El bloqueo humanitario de Israel hacia la Franja de Gaza se retiró gracias a la ONU.
La ONU reanudó hoy la distribución de ayuda humanitaria a la población de la franja de Gaza, después de que Israel la autorizara a ingresar provisiones a pesar del estricto bloqueo que impone a ese territorio palestino, indicó un portavoz onusiano.
«La distribución se hace en pequeñas cantidades que hemos podido transportar ayer. Las provisiones durarán algunos días y no semanas», indicó el portavoz de la Agencia de la ONU para los Refugiados Palestinos (UNRWA), Chris Gunnes.
Israel autorizó ayer que 33 camiones con alimentos, medicamentos y equipos médicos entraran en Gaza, íntegramente cerrada desde hace casi dos semanas debido a un recrudecimiento de la violencia. La carga de ocho de los camiones estaba destinada a la UNRWA.
Según Gunnes, leche en polvo por varios miles de dólares se desperdiciaron durante la inspección de la mercadería efectuada por las autoridades israelíes.
«Rompieron los paquetes. La leche se desparramó por todas partes», dijo Gunnes.
«Los bebés no deben ser castigados y privados de leche.
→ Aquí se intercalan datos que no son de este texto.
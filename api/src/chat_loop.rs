//! Forwards user messages to the live engine and records the exchange.

use crate::error::AppError;
use crate::session::{SessionState, Speaker};

pub const EXIT_USER_TEXT: &str = "Exit";
pub const GOODBYE_TEXT: &str = "Goodbye! Chat ended.";

#[derive(Debug, Clone, Copy, PartialEq, Eq)]
pub enum ChatOutcome {
    /// No engine, or nothing was typed.
    Ignored,
    Answered,
    Ended,
}

pub fn is_exit_command(text: &str) -> bool {
    text.to_lowercase() == "exit"
}

/// A failed call appends nothing, so the transcript only ever holds complete
/// exchanges.
pub async fn submit(state: &mut SessionState, text: &str) -> Result<ChatOutcome, AppError> {
    if text.trim().is_empty() {
        return Ok(ChatOutcome::Ignored);
    }
    if state.engine.is_none() {
        log::debug!("Ignoring chat input while no engine is active");
        return Ok(ChatOutcome::Ignored);
    }

    if is_exit_command(text) {
        state.transcript.push(Speaker::User, EXIT_USER_TEXT);
        state.transcript.push(Speaker::Assistant, GOODBYE_TEXT);
        state.engine = None;
        state.refresh_flags();
        log::info!("Chat ended by user");
        return Ok(ChatOutcome::Ended);
    }

    let Some(engine) = state.engine.as_mut() else {
        return Ok(ChatOutcome::Ignored);
    };

    let response = engine.chat(text).await.map_err(|e| {
        log::warn!("Chat turn failed: {:#}", e);
        AppError::Chat(e)
    })?;

    state.transcript.push(Speaker::User, text);
    state.transcript.push(Speaker::Assistant, response.to_string());
    Ok(ChatOutcome::Answered)
}
use pdf_chat::{build_app, config, routes};

#[tokio::main]
async fn main() {
    // Initialize environment variables and logging
    dotenv::dotenv().ok();
    env_logger::init();

    let lookup = |key: &str| std::env::var(key).ok();

    let addr = match config::bind_addr(&lookup) {
        Ok(addr) => addr,
        Err(e) => {
            eprintln!("Invalid listen address: {}", e);
            std::process::exit(1);
        }
    };

    let app = build_app(&lookup);

    if let Err(e) = routes::start_server(addr, app).await {
        eprintln!("Server error: {:#}", e);
        std::process::exit(1);
    }
}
No conozco bebés que disparen cohetes o que la leche para bebés sea usada como pólvora para cohetes», agregó el vocero.
En periodos de normalidad, la UNRWA distribuye ayuda alimentaria a unas 750 mil personas en Gaza, es decir a la mitad de la población de ese territorio.
Una ola de violencia sacude la zona desde el 4 de noviembre, comprometiendo una tregua en vigor desde junio pasado en la Franja de Gaza y sus alrededores entre Israel y el movimiento islamista Hamas, que controla ese territorio desde junio de 2006.
El 5 de noviembre, Israel reforzó el bloqueo que impone a la Franja de Gaza y cerró todos los puntos de paso hacia ese territorio y autoriza de forma excepcional, el traslado de ayuda humanitaria o de combustible.
Desde Ginebra, el Alto Comisionado de la ONU para Derechos Humanos, Navi Pillay, pidió a Israel que levante inmediatamente el bloqueo que pesa sobre la Franja de Gaza y que viola la legislación internacional.
«A raíz de este bloqueo, 1,5 millones de hombres, mujeres y niños palestinos, vienen siendo sido privados a la fuerza de sus derechos humanos básicos desde hace meses», se indignó Pillay.
Centenares de palestinos se precipitaron hoy de mañana hacia los centros de distribución de la UNRWA, para tratar de procurarse harina, azúcar, arroz, aceite, leche en polvo o carne en conserva.
En el campo de refugiados de Shatti, hombres y mujeres hacían cola en espera de un vale que canjearán por alimentos en el depósito.
«Necesito recibir esta ayuda con urgencia, pues nuestra vida está en ruinas. No tenemos cómo comprar comida. La ayuda de la ONU nos alcanza apenas por diez días, pero es mejor que nada», dice Um Said, una mujer de 60 años, que junto a su marido tiene que alimentar a un total de 15 hijos y nietos.
«Nuestra situación es insoportable. Tenemos que vivir sin combustible, sin gas, sin agua y sin electricidad y mientras tanto las facciones palestinas se matan entre sí e Israel hace lo que quiere», lamentó la mujer.
Su vecina en la fila, Um Jihad, de 55 años, concuerda: «Estamos muriéndonos, y las facciones palestinas se pelean por el poder en lugar de dar de comer a un pueblo reducido a depender de las ayudas».
Um Said, de 80 años, no puede hacer cola de pie y se sienta en el piso, protegiéndose con su chal del polvo de la harina. «Necesito un vale, no me moveré de aquí hasta que lo consiga, pero esperaré que la gente se disperse un poco», comenta.
En el terreno, la ola de violencia que desde el 4 de noviembre costó la vida a 15 milicianos palestinos parecía menguar hoy, pese a una incursión aérea israelí limitada en el sur de la franja de Gaza.
El Hamas aseguró que disparó un cohete contra tanques israelíes, pero el ejército del Estado hebreo no dio parte de víctimas.